Когда-то в первой половине минувшего века наши предки перебрались из Старого Света в Новый в поисках лучших политических и экономических условий, чем были в тот момент у них на родине. Они переплыли океан на маленьких, плохо просмоленных суденышках, преодолевая холод и голод, болезнь и непогоду, и после этого их потомство рассеялось по континенту, как подхваченные ветром созревшие семена одуванчика, и стало звать его райским уголком – Home of the Brave, Land of the Free[2]. И действительно, они были храбры и свободны, однако так никогда и не прижились в этих краях. Малая часть их осела в крупных, постоянно поглощающих окрестные территории городах. Остальные же, окрыленные тем, что первыми ступают на новые земли, и охваченные волей к свободе, не останавливавшейся ни перед чем, пустились в нелегкий путь туда, где простиралась frontier[3] – мистическая западная граница, за которой, как гласила легенда, в горизонт упиралось подножие радуги.

– А что касается отца… – продолжаю я. – Не то чтобы я никогда не предпринимал попыток что-либо о нем узнать. Но Глэсс замыкается в себе и хранит эту тайну за семью печатями.

– Это тебя раздражает, да?

– В какой-то степени, – против воли соглашаюсь я. То, что Номер Третий ее бросил, – единственная известная мне причина, по которой моя мать решилась податься за океан. – Все, что я знаю, слишком… обрывочно.

Мне снова вспоминается список, который я несколько лет назад по чистой случайности обнаружил среди ее бумаг. В нем по порядку шли имена всех мужчин, с которыми у нее была связь, – имена, тщательно записанные в столбик, напротив каждого из которых значилась дата – как я полагаю, тот день, когда она с ними переспала. На третьей строчке значился только номер и дата – и не составляло труда отсчитать девять месяцев от нашего рождения, чтобы именно этот день и получить.

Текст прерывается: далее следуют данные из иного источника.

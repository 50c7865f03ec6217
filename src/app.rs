use std::net::SocketAddr;

use axum::{routing::get, Router};
use tower_http::{cors::CorsLayer, trace::TraceLayer};

use crate::auth;
use crate::response::ApiResponse;
use crate::state::AppState;

pub fn build_app(state: AppState) -> Router {
    Router::new()
        .route(
            "/",
            get(|| async { ApiResponse::ok_empty("Welcome to Book Review App") }),
        )
        .nest("/api/auth", auth::router())
        .with_state(state)
        .layer(CorsLayer::permissive())
        .layer(
            TraceLayer::new_for_http()
                .make_span_with(|req: &axum::http::Request<_>| {
                    let method = req.method().clone();
                    let uri = req.uri().clone();
                    tracing::info_span!("http_request", %method, uri = %uri)
                })
                .on_response(
                    |res: &axum::http::Response<_>,
                     _latency: std::time::Duration,
                     span: &tracing::Span| {
                        let status = res.status();
                        span.record("status", tracing::field::display(status));
                        if status.is_server_error() {
                            tracing::error!(%status, "response");
                        } else {
                            tracing::info!(%status, "response");
                        }
                    },
                ),
        )
}

pub async fn serve(app: Router) -> anyhow::Result<()> {
    let addr: SocketAddr = format!(
        "{}:{}",
        std::env::var("APP_HOST").unwrap_or_else(|_| "0.0.0.0".into()),
        std::env::var("APP_PORT").unwrap_or_else(|_| "8080".into())
    )
    .parse()?;

    tracing::info!("listening on {}", addr);
    let listener = tokio::net::TcpListener::bind(addr).await?;
    axum::serve(listener, app).await?;
    Ok(())
}
use serde::{Deserialize, Serialize};
use uuid::Uuid;

use crate::auth::repo_types::{Role, User};

/// Request body for user registration.
#[derive(Debug, Deserialize)]
pub struct RegisterRequest {
    pub email: String,
    pub username: String,
    pub password: String,
}

/// Request body for login.
#[derive(Debug, Deserialize)]
pub struct LoginRequest {
    pub email: String,
    pub password: String,
}

/// Request body for a role change. Fields arrive as strings and are
/// validated before use, mirroring the client payload shape.
#[derive(Debug, Deserialize)]
pub struct UpdateRoleRequest {
    #[serde(rename = "userId")]
    pub user_id: String,
    #[serde(rename = "userRole")]
    pub user_role: String,
}

/// Public part of the user returned after registration.
#[derive(Debug, Serialize)]
pub struct PublicUser {
    pub id: Uuid,
    pub username: String,
    pub email: String,
}

impl From<&User> for PublicUser {
    fn from(user: &User) -> Self {
        Self {
            id: user.id,
            username: user.username.clone(),
            email: user.email.clone(),
        }
    }
}

/// User projection including the role, returned by login and `/me`.
#[derive(Debug, Serialize)]
pub struct SessionUser {
    pub id: Uuid,
    pub username: String,
    pub email: String,
    pub role: Role,
}

impl From<&User> for SessionUser {
    fn from(user: &User) -> Self {
        Self {
            id: user.id,
            username: user.username.clone(),
            email: user.email.clone(),
            role: user.role,
        }
    }
}

/// Response data for a successful login.
#[derive(Debug, Serialize)]
pub struct LoginData {
    pub user: SessionUser,
    pub token: String,
}
use crate::state::AppState;
use axum::Router;

mod cookies;
mod dto;
pub mod handlers;
pub mod jwt;
mod password;
pub mod repo;
mod repo_types;
pub mod services;
pub(crate) mod extractors;
mod validation;

pub fn router() -> Router<AppState> {
    handlers::auth_routes()
}
use serde::Deserialize;

#[derive(Debug, Clone, Deserialize)]
pub struct JwtConfig {
    pub secret: String,
    pub ttl_minutes: i64,
}

#[derive(Debug, Clone, Deserialize)]
pub struct AppConfig {
    pub database_url: String,
    pub jwt: JwtConfig,
}

impl AppConfig {
    pub fn from_env() -> anyhow::Result<Self> {
        let database_url = std::env::var("DATABASE_URL")?;
        let jwt = JwtConfig {
            secret: std::env::var("JWT_SECRET")?,
            ttl_minutes: std::env::var("JWT_TTL_MINUTES")
                .ok()
                .and_then(|v| v.parse::<i64>().ok())
                .unwrap_or(60),
        };
        Ok(Self { database_url, jwt })
    }
}
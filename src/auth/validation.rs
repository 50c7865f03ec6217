use lazy_static::lazy_static;
use regex::Regex;
use uuid::Uuid;

use crate::auth::dto::{LoginRequest, RegisterRequest, UpdateRoleRequest};
use crate::auth::repo_types::Role;
use crate::error::{ApiError, FieldErrors};

pub(crate) fn is_valid_email(email: &str) -> bool {
    lazy_static! {
        static ref EMAIL_RE: Regex = Regex::new(r"^[^@\s]+@[^@\s]+\.[^@\s]+$").unwrap();
    }
    EMAIL_RE.is_match(email)
}

fn check_email(errors: &mut FieldErrors, email: &str) {
    if !is_valid_email(email) {
        errors.push("email", "Invalid email");
    }
}

fn check_password(errors: &mut FieldErrors, password: &str) {
    let len = password.chars().count();
    if len < 6 {
        errors.push("password", "Must be at least 6 characters");
    } else if len > 25 {
        errors.push("password", "Must be at most 25 characters");
    }
}

pub fn validate_register(req: &RegisterRequest) -> Result<(), ApiError> {
    let mut errors = FieldErrors::default();
    check_email(&mut errors, &req.email);
    let len = req.username.chars().count();
    if len < 3 {
        errors.push("username", "Must be at least 3 characters");
    } else if len > 20 {
        errors.push("username", "Must be at most 20 characters");
    }
    check_password(&mut errors, &req.password);
    errors.into_result()
}

pub fn validate_login(req: &LoginRequest) -> Result<(), ApiError> {
    let mut errors = FieldErrors::default();
    check_email(&mut errors, &req.email);
    check_password(&mut errors, &req.password);
    errors.into_result()
}

pub fn validate_update_role(req: &UpdateRoleRequest) -> Result<(Uuid, Role), ApiError> {
    let mut errors = FieldErrors::default();
    let user_id = match Uuid::parse_str(&req.user_id) {
        Ok(id) => Some(id),
        Err(_) => {
            errors.push("userId", "Must be a valid user id");
            None
        }
    };
    let role = match Role::parse(&req.user_role) {
        Some(role) => Some(role),
        None => {
            errors.push("userRole", "Must be one of: user, admin");
            None
        }
    };
    errors.into_result()?;
    Ok((user_id.unwrap(), role.unwrap()))
}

Я не знаю, существует ли этот список и поныне. Тогда в нем было порядка пятидесяти пунктов – много это было или мало, я не стал судить. Полсотни романов за более чем десять лет – на мой взгляд, вполне допустимо, особенно если учесть то, что большинство значившихся в списке мужчин за редчайшим исключением никогда не появлялись в Визибле второй раз. В моих воспоминаниях их лица, как наслаивающиеся на самих себя серые, расплывчатые образы, сливаются одно с другим, легко перенимая очертания друг друга. Они никогда не принимали участия в моей жизни и в конце концов так и остались для меня тем же, чем были для Глэсс: всего лишь безликими номерами на белом листе бумаги. Конечно, были и исключения, как Мартин, чьи зеленые глаза я помню так же, как запах садовой земли, был Кайл и его красивые руки, натягивающие на лук тетиву, – но над всеми исключениями из правил упорно нависает цифра «три», безымянным укором смотревшая на меня из списка.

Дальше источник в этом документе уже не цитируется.